▶ ACTIVITY
What is needed is each line of the data below that holds the string "Local".

________

// src/pipeline.rs
//! Pipeline capability traits and the sequential sync driver.
//!
//! Each trait describes a single stage (query, compose, deliver),
//! enabling testing each stage in isolation. The driver threads pages
//! through the stages one at a time, in query-result order; the first
//! error at any stage aborts the whole run.

use crate::api::{self, NotionRepository};
use crate::config::SyncConfig;
use crate::error::AppError;
use crate::markdown;
use crate::model::Page;
use crate::output::{PostWriter, WrittenPost};
use crate::post::PostDocument;
use crate::types::NotionId;
use chrono::{DateTime, FixedOffset, Local};

/// Retrieves the published pages to sync.
#[async_trait::async_trait]
pub trait PageSource {
    async fn fetch_published(&self) -> Result<Vec<Page>, AppError>;
}

/// Transforms one page into a PostDocument.
#[async_trait::async_trait]
pub trait PostComposer {
    async fn compose(&self, page: &Page) -> Result<PostDocument, AppError>;
}

/// Materializes a PostDocument on disk.
pub trait PostDelivery {
    fn deliver(&self, post: &PostDocument) -> Result<WrittenPost, AppError>;
}

/// Summary of a completed run.
#[derive(Debug)]
pub struct SyncReport {
    pub written: Vec<WrittenPost>,
}

/// Runs the pipeline: query once, then extract → render → write per
/// page, strictly sequentially. Each write completes before the next
/// page is touched.
pub async fn run_sync<P>(pipeline: &P) -> Result<SyncReport, AppError>
where
    P: PageSource + PostComposer + PostDelivery,
{
    println!("⏳ Fetching published pages from Notion...");
    let pages = pipeline.fetch_published().await?;
    println!("Found {} published pages.", pages.len());

    let mut written = Vec::with_capacity(pages.len());
    for page in &pages {
        log::debug!("Processing page {}", page.id.as_str());
        let post = pipeline.compose(page).await?;
        written.push(pipeline.deliver(&post)?);
    }

    log::info!("Sync wrote {} post(s)", written.len());
    Ok(SyncReport { written })
}

/// The production pipeline: a Notion repository on one end, a posts
/// directory on the other.
///
/// Clients are constructed in the entry point and passed in by
/// reference, never held as an ambient singleton. The run timestamp is captured once
/// at construction so every date-defaulted post in a run agrees with
/// its own filename.
pub struct ChirpySync<'a> {
    repo: &'a dyn NotionRepository,
    config: &'a SyncConfig,
    writer: PostWriter,
    run_started: DateTime<FixedOffset>,
}

impl<'a> ChirpySync<'a> {
    pub fn new(repo: &'a dyn NotionRepository, config: &'a SyncConfig) -> Self {
        Self {
            repo,
            config,
            writer: PostWriter::new(&config.posts_dir, config.math),
            run_started: Local::now().fixed_offset(),
        }
    }

    /// Pins the fallback timestamp for deterministic runs in tests.
    #[allow(dead_code)] // Used by tests and library consumers
    pub fn with_run_started(mut self, instant: DateTime<FixedOffset>) -> Self {
        self.run_started = instant;
        self
    }

    /// Creates the posts directory if missing. Must succeed before the
    /// query stage runs.
    pub fn prepare_output(&self) -> Result<(), AppError> {
        self.writer.ensure_posts_dir()
    }
}

#[async_trait::async_trait]
impl PageSource for ChirpySync<'_> {
    async fn fetch_published(&self) -> Result<Vec<Page>, AppError> {
        let data_source = api::resolve_data_source(self.repo, &self.config.database_id).await?;
        log::info!(
            "Querying data source {} ({})",
            data_source.id.as_str(),
            if data_source.name.is_empty() {
                "unnamed"
            } else {
                data_source.name.as_str()
            }
        );
        self.repo.query_published(&data_source.id).await
    }
}

#[async_trait::async_trait]
impl PostComposer for ChirpySync<'_> {
    async fn compose(&self, page: &Page) -> Result<PostDocument, AppError> {
        let blocks = api::fetch_block_tree(self.repo, &NotionId::from(&page.id)).await?;
        let body = markdown::render_page_body(&blocks)?;
        Ok(PostDocument::assemble(page, body, self.run_started))
    }
}

impl PostDelivery for ChirpySync<'_> {
    fn deliver(&self, post: &PostDocument) -> Result<WrittenPost, AppError> {
        self.writer.write(post)
    }
}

________

▶ ANSWER SECTION
use chrono::{DateTime, FixedOffset, Local};
            run_started: Local::now().fixed_offset(),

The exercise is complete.